Balakrishnan (Migration)
[2018] AATA 3941
•14 September 2018
Balakrishnan (Migration) [2018] AATA 3941 (14 September 2018)
DECISION RECORD
DIVISION:Migration & Refugee Division
APPLICANT: Mr Moorthy Balakrishnan
CASE NUMBER: 1716243
HOME AFFAIRS REFERENCE(S): BCC2017/1083131
MEMBER:Stephen Witts
DATE:14 September 2018
PLACE OF DECISION: Melbourne
DECISION:The Tribunal affirms the decision not to grant the applicant a Student (Temporary) (Class TU) visa.
Statement made on 14 September 2018 at 11:36am
CATCHWORDS
MIGRATION – Student (Temporary)(Class TU) – Subclass 500 (Student) – genuine temporary entrant – no evidence of current enrolment status – failure to demonstrate significant personal ties to home country – work experience in home country – use of student visa program to extend stay– decision under review affirmedPRACTICE AND PROCEDURE – applicant responded within relevant timeframes – decision made on review
LEGISLATION
Migration Act 1958 (Cth), s 65
Migration Regulations 1994 (Cth), Schedule 2 cl 500.212STATEMENT OF DECISION AND REASONS
APPLICATION FOR REVIEW
This is an application for review of a decision made by a delegate of the Minister for Immigration and Border Protection on 7 July 2017 to refuse to grant the applicant a Student (Temporary) (Class TU) visa under s.65 of the Migration Act 1958 (the Act).
The applicant applied for the visa on 20 March 2017. At the time of application, Class TU contained two subclasses: Subclass 500 (Student) and Subclass 590 (Student Guardian). The applicant applied for the visa to undertake study in Australia and does not claim to meet the criteria for a Subclass 590 (Student Guardian) visa.
The delegate in this case refused to grant the visa on the basis that the applicant did not satisfy the requirements of cl.500.212 of Schedule 2 to the Migration Regulations 1994 (the Regulations) because the delegate was not satisfied that the applicant genuinely intends to stay in Australia temporarily.
On 13 August 2018 the applicant was invited by the Tribunal to provide advice regarding the applicant’s proposed course of study and his entry and stay in Australia as a student. The Tribunal provided a request for Student Visa Information questionnaire and requested that the applicant complete this questionnaire and return it to the Tribunal. The written information requested in the attached questionnaire was required to be received by the Tribunal by 27 August 2018. This information was provided to the Tribunal.

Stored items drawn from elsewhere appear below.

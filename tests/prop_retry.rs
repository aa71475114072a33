//! Property checks on the backoff curve.

use std::time::Duration;

use proptest::prelude::*;

use sqs_listener::retry::{idle_jitter, Backoff};

proptest! {
    // Jitter never pushes a delay past cap + 25%.
    #[test]
    fn delay_is_bounded_by_cap_plus_jitter(
        base_ms in 1u64..5_000,
        cap_ms in 1u64..60_000,
        attempt in 0u32..40,
    ) {
        let b = Backoff::new(Duration::from_millis(base_ms), Duration::from_millis(cap_ms));
        let cap = Duration::from_millis(cap_ms);
        prop_assert!(b.delay(attempt) <= cap + cap / 4);
    }

    // Without jitter the curve is non-decreasing in the attempt number.
    #[test]
    fn delay_is_monotone_without_jitter(
        base_ms in 1u64..1_000,
        cap_ms in 1u64..60_000,
        attempt in 0u32..20,
    ) {
        let b = Backoff::new(Duration::from_millis(base_ms), Duration::from_millis(cap_ms))
            .without_jitter();
        prop_assert!(b.delay(attempt) <= b.delay(attempt + 1));
    }

    // The idle nap never exceeds its configured ceiling.
    #[test]
    fn idle_jitter_respects_ceiling(max_ms in 0u64..10_000) {
        let max = Duration::from_millis(max_ms);
        prop_assert!(idle_jitter(max) <= max);
    }
}
//! Top-level lifecycle: spawn pollers, watch for the stop signal, drain.

use std::sync::Arc;
use std::time::Duration;

use tokio::signal;
use tokio::signal::unix::{signal as unix_signal, SignalKind};
use tokio::sync::{watch, Semaphore};
use tokio::task::JoinSet;
use tokio::time::timeout;
use tracing::{error, info, warn};

use crate::client::QueueClient;
use crate::dispatch::Dispatcher;
use crate::errors::ListenerError;
use crate::poller::Poller;
use crate::registry::Registry;

/// Process-wide stop token. Pollers and sleeps observe it between
/// operations; handler invocations are never interrupted.
pub struct Shutdown {
    tx: watch::Sender<bool>,
}

impl Default for Shutdown {
    fn default() -> Self {
        Self::new()
    }
}

impl Shutdown {
    pub fn new() -> Self {
        let (tx, _) = watch::channel(false);
        Self { tx }
    }

    pub fn trigger(&self) {
        self.tx.send_replace(true);
    }

    pub fn is_triggered(&self) -> bool {
        *self.tx.borrow()
    }

    /// Resolves once the token trips; immediately if it already has.
    pub async fn notified(&self) {
        let mut rx = self.tx.subscribe();
        if *rx.borrow() {
            return;
        }
        let _ = rx.changed().await;
    }

    /// Trip the token on SIGTERM or SIGINT.
    pub fn listen_for_signals(self: &Arc<Self>) {
        let shutdown = self.clone();
        tokio::spawn(async move {
            let mut term = match unix_signal(SignalKind::terminate()) {
                Ok(s) => s,
                Err(e) => {
                    error!(error = %e, "cannot install SIGTERM handler");
                    return;
                }
            };
            tokio::select! {
                _ = signal::ctrl_c() => {}
                _ = term.recv() => {}
            }
            info!("stop signal received; draining");
            shutdown.trigger();
        });
    }
}

/// How a finished run ended; maps onto the process exit code.
#[derive(Debug, Clone, Copy, PartialEq, Eq)]
pub enum RunOutcome {
    /// Every poller drained within the grace period.
    Clean,
    /// Drain timed out; still-running handlers were abandoned and their
    /// messages will redeliver.
    GraceExceeded,
}

impl RunOutcome {
    pub fn exit_code(self) -> i32 {
        match self {
            RunOutcome::Clean => 0,
            RunOutcome::GraceExceeded => 2,
        }
    }
}

#[derive(Debug, Clone)]
pub struct RunConfig {
    /// How long drain may take after the stop signal. The container
    /// stopTimeout should be at least this.
    pub grace_period: Duration,
    /// Fail startup if a queue is unreachable at boot.
    pub strict: bool,
}

impl Default for RunConfig {
    fn default() -> Self {
        Self {
            grace_period: Duration::from_secs(60),
            strict: false,
        }
    }
}

/// Run every registered listener until the shutdown token trips, then
/// drain. Startup errors are returned; the caller maps them to exit
/// code 1.
pub async fn run_all(
    client: Arc<dyn QueueClient>,
    registry: Registry,
    run_cfg: RunConfig,
    shutdown: Arc<Shutdown>,
) -> Result<RunOutcome, ListenerError> {
    if registry.is_empty() {
        return Err(ListenerError::Config(
            "no listeners registered".to_string(),
        ));
    }

    info!(count = registry.len(), "starting listeners");

    // Boot-time sanity check, and the only use of queue attributes.
    for listener in registry.listeners() {
        let queue_url = &listener.config.queue_url;
        match client.queue_attributes(queue_url).await {
            Ok(attrs) => info!(
                queue = %queue_url,
                depth = attrs
                    .get("ApproximateNumberOfMessages")
                    .map(String::as_str)
                    .unwrap_or("?"),
                "queue reachable"
            ),
            Err(e) if run_cfg.strict => {
                error!(queue = %queue_url, error = %e, "queue unreachable at boot");
                return Err(e);
            }
            Err(e) => warn!(
                queue = %queue_url,
                error = %e,
                "queue attributes unavailable at startup"
            ),
        }
    }

    let mut pollers = JoinSet::new();
    for listener in registry.into_listeners() {
        let semaphore = Arc::new(Semaphore::new(listener.config.worker_threads));
        let dispatcher = Arc::new(Dispatcher::new(
            client.clone(),
            listener.config.clone(),
            listener.handler.clone(),
            semaphore,
        ));
        for index in 0..listener.config.worker_threads {
            let poller = Poller::new(
                client.clone(),
                listener.config.clone(),
                dispatcher.clone(),
                shutdown.clone(),
                index,
            );
            pollers.spawn(poller.run());
        }
    }

    info!(pollers = pollers.len(), "all listeners started");

    tokio::select! {
        _ = shutdown.notified() => {}
        _ = join_all(&mut pollers) => {
            // Every poller exited on its own (listener-fatal errors).
            info!("all pollers exited");
            return Ok(RunOutcome::Clean);
        }
    }

    match timeout(run_cfg.grace_period, join_all(&mut pollers)).await {
        Ok(()) => {
            info!("all listeners stopped");
            Ok(RunOutcome::Clean)
        }
        Err(_) => {
            warn!(
                remaining = pollers.len(),
                "grace period exceeded; abandoning in-flight work"
            );
            pollers.abort_all();
            Ok(RunOutcome::GraceExceeded)
        }
    }
}

async fn join_all(pollers: &mut JoinSet<()>) {
    while let Some(res) = pollers.join_next().await {
        if let Err(e) = res {
            error!(error = %e, "poller task join error");
        }
    }
}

The applicant was informed by the Tribunal that if it did not receive the information within the period allowed or as extended, the Tribunal may make a decision on the review without taking any further action to obtain the information. The applicant was informed that he would also lose any entitlement he might otherwise have had under the Migration Act to appear before the Tribunal to give evidence and present arguments.
The applicant replied within the timeframes requested and consented to have the review determined without a hearing.
On that basis the Tribunal proceeded to make a decision based on the material before it.
For the following reasons, the Tribunal has concluded that the decision under review should be affirmed.
CONSIDERATION OF CLAIMS AND EVIDENCE
The criteria for a Subclass 500 (Student) visa are set out in Part 500 of Schedule 2 to the Regulations. The primary criteria in cl.500.211 to cl.500.218 must be satisfied by at least one applicant. Other members of the family unit, if any, who are applicants for the visa need only satisfy the secondary criteria. The issue in the present case is whether the applicant genuinely intends to stay in Australia temporarily.
Genuine applicant for entry and stay as a student (cl.500.212)
Clause 500.212 requires as follows:
The applicant is a genuine applicant for entry and stay as a student because:
(a)the applicant intends genuinely to stay in Australia temporarily, having regard to:
(i)the applicant’s circumstances; and
(ii)the applicant’s immigration history; and
(iii)if the applicant is a minor—the intentions of a parent, legal guardian or spouse of the applicant; and
(iv)any other relevant matter; and
(b)the applicant intends to comply with any conditions subject to which the visa is granted, having regard to:
(i)the applicant’s record of compliance with any condition of a visa previously held by the applicant (if any); and
(ii)the applicant’s stated intention to comply with any conditions to which the visa may be subject; and
(c)of any other relevant matter.
Does the applicant intend genuinely to stay in Australia temporarily?
In considering whether the applicant satisfies cl.500.212(a), the Tribunal must have regard to Direction No.69, ‘Assessing the genuine temporary entrant criterion for Student visa and Student Guardian visa applications’, made under s.499 of the Act. This Direction requires the Tribunal to have regard to a number of specified factors in relation to:
·the applicant’s circumstances in their home country, potential circumstances in Australia, and the value of the course to the applicant’s future;
·the applicant’s immigration history, including previous applications for an Australian visa or for visas to other countries, and previous travel to Australia or other countries;
·if the applicant is a minor, the intentions of a parent, legal guardian or spouse of the applicant; and
·any other relevant information provided by the applicant, or information otherwise available to the decision maker, including information that may be either beneficial or unfavourable to the applicant.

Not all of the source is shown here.